Collected data entries:
┄┄┄┄┄┄┄┄┄┄
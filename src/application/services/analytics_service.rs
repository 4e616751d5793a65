//! Dashboard analytics: summary cards and chart data.

use chrono::NaiveDate;
use serde_json::json;
use std::collections::HashMap;
use std::sync::Arc;

use crate::domain::entities::analytics::MAX_RANGE_DAYS;
use crate::domain::entities::{AccessToken, ChartSlice, DashboardSummary, DateRange, SeriesPoint};
use crate::domain::repositories::AnalyticsRepository;
use crate::error::AppError;
use crate::infrastructure::cache::{CacheService, cached, namespace, user_key};

/// Range used by the charts when the caller does not pick one.
pub const DEFAULT_RANGE_DAYS: u32 = 30;

/// Resolves the chart range from optional query bounds.
///
/// Missing bounds default to the last [`DEFAULT_RANGE_DAYS`] days ending
/// today (or ending at `to`).
///
/// # Errors
///
/// Returns [`AppError::Validation`] for reversed bounds or a range longer
/// than [`MAX_RANGE_DAYS`].
pub fn resolve_range(
    from: Option<NaiveDate>,
    to: Option<NaiveDate>,
    today: NaiveDate,
) -> Result<DateRange, AppError> {
    let to = to.unwrap_or(today);
    let range = match from {
        Some(from) => DateRange::new(from, to)?,
        None => DateRange::last_days(DEFAULT_RANGE_DAYS, to),
    };

    if range.len_days() > MAX_RANGE_DAYS {
        return Err(AppError::bad_request(
            "Date range is too long",
            json!({ "days": range.len_days(), "max_days": MAX_RANGE_DAYS }),
        ));
    }
    Ok(range)
}

/// Sorts slices largest first and fills in each slice's percentage share.
///
/// Shares are rounded to one decimal; an all-zero chart gets zero shares.
pub fn with_shares(mut slices: Vec<ChartSlice>) -> Vec<ChartSlice> {
    let total: f64 = slices.iter().map(|s| s.value).sum();
    for slice in &mut slices {
        slice.share = if total > 0.0 {
            (slice.value / total * 1000.0).round() / 10.0
        } else {
            0.0
        };
    }
    slices.sort_by(|a, b| b.value.total_cmp(&a.value));
    slices
}

/// Produces one point per day of `range`, zero where the backend had none.
///
/// Points outside the range are dropped; duplicate days are summed.
pub fn fill_gaps(points: Vec<SeriesPoint>, range: DateRange) -> Vec<SeriesPoint> {
    let mut by_day: HashMap<NaiveDate, f64> = HashMap::new();
    for point in points.into_iter().filter(|p| range.contains(p.date)) {
        *by_day.entry(point.date).or_default() += point.value;
    }

    range
        .days()
        .map(|date| SeriesPoint {
            date,
            value: by_day.get(&date).copied().unwrap_or(0.0),
        })
        .collect()
}

pub struct AnalyticsService<R: AnalyticsRepository + ?Sized> {
    repository: Arc<R>,
    cache: Arc<dyn CacheService>,
}

impl<R: AnalyticsRepository + ?Sized> AnalyticsService<R> {
    pub fn new(repository: Arc<R>, cache: Arc<dyn CacheService>) -> Self {
        Self { repository, cache }
    }

    pub async fn summary(&self, token: &AccessToken) -> Result<DashboardSummary, AppError> {
        let key = user_key(namespace::ANALYTICS, token, "summary");
        cached(self.cache.as_ref(), &key, || self.repository.summary(token)).await
    }

    /// Trip counts per company as pie slices.
    pub async fn trips_by_company(
        &self,
        token: &AccessToken,
        range: DateRange,
    ) -> Result<Vec<ChartSlice>, AppError> {
        let key = user_key(
            namespace::ANALYTICS,
            token,
            &format!("by-company:{}_{}", range.from, range.to),
        );
        let slices = cached(self.cache.as_ref(), &key, || {
            self.repository.trips_by_company(token, range)
        })
        .await?;
        Ok(with_shares(slices))
    }

    /// Daily trip counts over `range` without gaps.
    pub async fn trips_over_time(
        &self,
        token: &AccessToken,
        range: DateRange,
    ) -> Result<Vec<SeriesPoint>, AppError> {
        let key = user_key(
            namespace::ANALYTICS,
            token,
            &format!("over-time:{}_{}", range.from, range.to),
        );
        let points = cached(self.cache.as_ref(), &key, || {
            self.repository.trips_over_time(token, range)
        })
        .await?;
        Ok(fill_gaps(points, range))
    }
}

#[cfg(test)]
mod tests {
    use super::*;
    use crate::domain::repositories::MockAnalyticsRepository;
    use crate::infrastructure::cache::NullCache;

    fn date(y: i32, m: u32, d: u32) -> NaiveDate {
        NaiveDate::from_ymd_opt(y, m, d).unwrap()
    }

    fn slice(label: &str, value: f64) -> ChartSlice {
        ChartSlice {
            label: label.to_string(),
            value,
            share: 0.0,
        }
    }

    #[test]
    fn test_resolve_range_defaults_to_last_30_days() {
        let range = resolve_range(None, None, date(2026, 3, 30)).unwrap();
        assert_eq!(range.from, date(2026, 3, 1));
        assert_eq!(range.to, date(2026, 3, 30));
    }

    #[test]
    fn test_resolve_range_limits() {
        let today = date(2026, 6, 1);
        assert!(resolve_range(Some(date(2025, 6, 1)), None, today).is_ok());
        assert!(resolve_range(Some(date(2025, 5, 1)), None, today).is_err());
        assert!(resolve_range(Some(date(2026, 7, 1)), None, today).is_err());
    }

    #[test]
    fn test_with_shares() {
        let slices = with_shares(vec![slice("A", 1.0), slice("B", 3.0)]);
        assert_eq!(slices[0].label, "B");
        assert_eq!(slices[0].share, 75.0);
        assert_eq!(slices[1].share, 25.0);

        let zero = with_shares(vec![slice("A", 0.0)]);
        assert_eq!(zero[0].share, 0.0);
    }

    #[test]
    fn test_fill_gaps() {
        let range = DateRange::new(date(2026, 1, 1), date(2026, 1, 4)).unwrap();
        let points = vec![
            SeriesPoint { date: date(2026, 1, 2), value: 5.0 },
            SeriesPoint { date: date(2026, 1, 2), value: 1.0 },
            SeriesPoint { date: date(2025, 12, 31), value: 9.0 },
        ];

        let filled = fill_gaps(points, range);

        let values: Vec<f64> = filled.iter().map(|p| p.value).collect();
        assert_eq!(values, vec![0.0, 6.0, 0.0, 0.0]);
        assert_eq!(filled[3].date, date(2026, 1, 4));
    }

    #[tokio::test]
    async fn test_trips_over_time_fills_range() {
        let mut mock_repo = MockAnalyticsRepository::new();
        mock_repo.expect_trips_over_time().times(1).returning(|_, _| {
            Ok(vec![SeriesPoint {
                date: NaiveDate::from_ymd_opt(2026, 2, 10).unwrap(),
                value: 12.0,
            }])
        });

        let service = AnalyticsService::new(Arc::new(mock_repo), Arc::new(NullCache::new()));
        let range = DateRange::new(date(2026, 2, 1), date(2026, 2, 28)).unwrap();
        let series = service
            .trips_over_time(&AccessToken::new("t"), range)
            .await
            .unwrap();

        assert_eq!(series.len(), 28);
        assert_eq!(series[9].value, 12.0);
    }

    #[tokio::test]
    async fn test_trips_by_company_adds_shares() {
        let mut mock_repo = MockAnalyticsRepository::new();
        mock_repo
            .expect_trips_by_company()
            .times(1)
            .returning(|_, _| Ok(vec![slice("Acme", 10.0), slice("Globex", 30.0)]));

        let service = AnalyticsService::new(Arc::new(mock_repo), Arc::new(NullCache::new()));
        let range = DateRange::last_days(30, date(2026, 2, 28));
        let slices = service
            .trips_by_company(&AccessToken::new("t"), range)
            .await
            .unwrap();

        assert_eq!(slices[0].label, "Globex");
        assert_eq!(slices[0].share, 75.0);
    }
}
┄┄┄┄┄┄┄┄┄┄
# DIRECTIONS
Write out the full set of records exactly as given.

# ANSWER BOX
filename src/application/services/analytics_service.rs
repository 4e616751d5793a65
//! Dashboard analytics: summary cards and chart data.

use chrono::NaiveDate;
use serde_json::json;
use std::collections::HashMap;
use std::sync::Arc;

use crate::domain::entities::analytics::MAX_RANGE_DAYS;
use crate::domain::entities::{AccessToken, ChartSlice, DashboardSummary, DateRange, SeriesPoint};
use crate::domain::repositories::AnalyticsRepository;
use crate::error::AppError;
use crate::infrastructure::cache::{CacheService, cached, namespace, user_key};

/// Range used by the charts when the caller does not pick one.
pub const DEFAULT_RANGE_DAYS: u32 = 30;

/// Resolves the chart range from optional query bounds.
///
/// Missing bounds default to the last [`DEFAULT_RANGE_DAYS`] days ending
/// today (or ending at `to`).
///
/// # Errors
///
/// Returns [`AppError::Validation`] for reversed bounds or a range longer
/// than [`MAX_RANGE_DAYS`].
pub fn resolve_range(
    from: Option<NaiveDate>,
    to: Option<NaiveDate>,
    today: NaiveDate,
) -> Result<DateRange, AppError> {
    let to = to.unwrap_or(today);
    let range = match from {
        Some(from) => DateRange::new(from, to)?,
        None => DateRange::last_days(DEFAULT_RANGE_DAYS, to),
    };

    if range.len_days() > MAX_RANGE_DAYS {
        return Err(AppError::bad_request(
            "Date range is too long",
            json!({ "days": range.len_days(), "max_days": MAX_RANGE_DAYS }),
        ));
    }
    Ok(range)
}

/// Sorts slices largest first and fills in each slice's percentage share.
///
/// Shares are rounded to one decimal; an all-zero chart gets zero shares.
pub fn with_shares(mut slices: Vec<ChartSlice>) -> Vec<ChartSlice> {
    let total: f64 = slices.iter().map(|s| s.value).sum();
    for slice in &mut slices {
        slice.share = if total > 0.0 {
            (slice.value / total * 1000.0).round() / 10.0
        } else {
            0.0
        };
    }
    slices.sort_by(|a, b| b.value.total_cmp(&a.value));
    slices
}

/// Produces one point per day of `range`, zero where the backend had none.
///
/// Points outside the range are dropped; duplicate days are summed.
pub fn fill_gaps(points: Vec<SeriesPoint>, range: DateRange) -> Vec<SeriesPoint> {
    let mut by_day: HashMap<NaiveDate, f64> = HashMap::new();
    for point in points.into_iter().filter(|p| range.contains(p.date)) {
        *by_day.entry(point.date).or_default() += point.value;
    }

    range
        .days()
        .map(|date| SeriesPoint {
            date,
            value: by_day.get(&date).copied().unwrap_or(0.0),
        })
        .collect()
}

pub struct AnalyticsService<R: AnalyticsRepository + ?Sized> {
    repository: Arc<R>,
    cache: Arc<dyn CacheService>,
}

impl<R: AnalyticsRepository + ?Sized> AnalyticsService<R> {
    pub fn new(repository: Arc<R>, cache: Arc<dyn CacheService>) -> Self {
        Self { repository, cache }
    }

    pub async fn summary(&self, token: &AccessToken) -> Result<DashboardSummary, AppError> {
        let key = user_key(namespace::ANALYTICS, token, "summary");
        cached(self.cache.as_ref(), &key, || self.repository.summary(token)).await
    }

    /// Trip counts per company as pie slices.
    pub async fn trips_by_company(
        &self,
        token: &AccessToken,
        range: DateRange,
    ) -> Result<Vec<ChartSlice>, AppError> {
        let key = user_key(
            namespace::ANALYTICS,
            token,
            &format!("by-company:{}_{}", range.from, range.to),
        );
        let slices = cached(self.cache.as_ref(), &key, || {
            self.repository.trips_by_company(token, range)
        })
        .await?;
        Ok(with_shares(slices))
    }

    /// Daily trip counts over `range` without gaps.
    pub async fn trips_over_time(
        &self,
        token: &AccessToken,
        range: DateRange,
    ) -> Result<Vec<SeriesPoint>, AppError> {
        let key = user_key(
            namespace::ANALYTICS,
            token,
            &format!("over-time:{}_{}", range.from, range.to),
        );
        let points = cached(self.cache.as_ref(), &key, || {
            self.repository.trips_over_time(token, range)
        })
        .await?;
        Ok(fill_gaps(points, range))
    }
}

#[cfg(test)]
mod tests {
    use super::*;
    use crate::domain::repositories::MockAnalyticsRepository;
    use crate::infrastructure::cache::NullCache;

    fn date(y: i32, m: u32, d: u32) -> NaiveDate {
        NaiveDate::from_ymd_opt(y, m, d).unwrap()
    }

    fn slice(label: &str, value: f64) -> ChartSlice {
        ChartSlice {
            label: label.to_string(),
            value,
            share: 0.0,
        }
    }

    #[test]
    fn test_resolve_range_defaults_to_last_30_days() {
        let range = resolve_range(None, None, date(2026, 3, 30)).unwrap();
        assert_eq!(range.from, date(2026, 3, 1));
        assert_eq!(range.to, date(2026, 3, 30));
    }

    #[test]
    fn test_resolve_range_limits() {
        let today = date(2026, 6, 1);
        assert!(resolve_range(Some(date(2025, 6, 1)), None, today).is_ok());
        assert!(resolve_range(Some(date(2025, 5, 1)), None, today).is_err());
        assert!(resolve_range(Some(date(2026, 7, 1)), None, today).is_err());
    }

    #[test]
    fn test_with_shares() {
        let slices = with_shares(vec![slice("A", 1.0), slice("B", 3.0)]);
        assert_eq!(slices[0].label, "B");
        assert_eq!(slices[0].share, 75.0);
        assert_eq!(slices[1].share, 25.0);

        let zero = with_shares(vec![slice("A", 0.0)]);
        assert_eq!(zero[0].share, 0.0);
    }

    #[test]
    fn test_fill_gaps() {
        let range = DateRange::new(date(2026, 1, 1), date(2026, 1, 4)).unwrap();
        let points = vec![
            SeriesPoint { date: date(2026, 1, 2), value: 5.0 },
            SeriesPoint { date: date(2026, 1, 2), value: 1.0 },
            SeriesPoint { date: date(2025, 12, 31), value: 9.0 },
        ];

        let filled = fill_gaps(points, range);

        let values: Vec<f64> = filled.iter().map(|p| p.value).collect();
        assert_eq!(values, vec![0.0, 6.0, 0.0, 0.0]);
        assert_eq!(filled[3].date, date(2026, 1, 4));
    }

    #[tokio::test]
    async fn test_trips_over_time_fills_range() {
        let mut mock_repo = MockAnalyticsRepository::new();
        mock_repo.expect_trips_over_time().times(1).returning(|_, _| {
            Ok(vec![SeriesPoint {
                date: NaiveDate::from_ymd_opt(2026, 2, 10).unwrap(),
                value: 12.0,
            }])
        });

        let service = AnalyticsService::new(Arc::new(mock_repo), Arc::new(NullCache::new()));
        let range = DateRange::new(date(2026, 2, 1), date(2026, 2, 28)).unwrap();
        let series = service
            .trips_over_time(&AccessToken::new("t"), range)
            .await
            .unwrap();

        assert_eq!(series.len(), 28);
        assert_eq!(series[9].value, 12.0);
    }

    #[tokio::test]
    async fn test_trips_by_company_adds_shares() {
        let mut mock_repo = MockAnalyticsRepository::new();
        mock_repo
            .expect_trips_by_company()
            .times(1)
            .returning(|_, _| Ok(vec![slice("Acme", 10.0), slice("Globex", 30.0)]));

        let service = AnalyticsService::new(Arc::new(mock_repo), Arc::new(NullCache::new()));
        let range = DateRange::last_days(30, date(2026, 2, 28));
        let slices = service
            .trips_by_company(&AccessToken::new("t"), range)
            .await
            .unwrap();

        assert_eq!(slices[0].label, "Globex");
        assert_eq!(slices[0].share, 75.0);
    }
}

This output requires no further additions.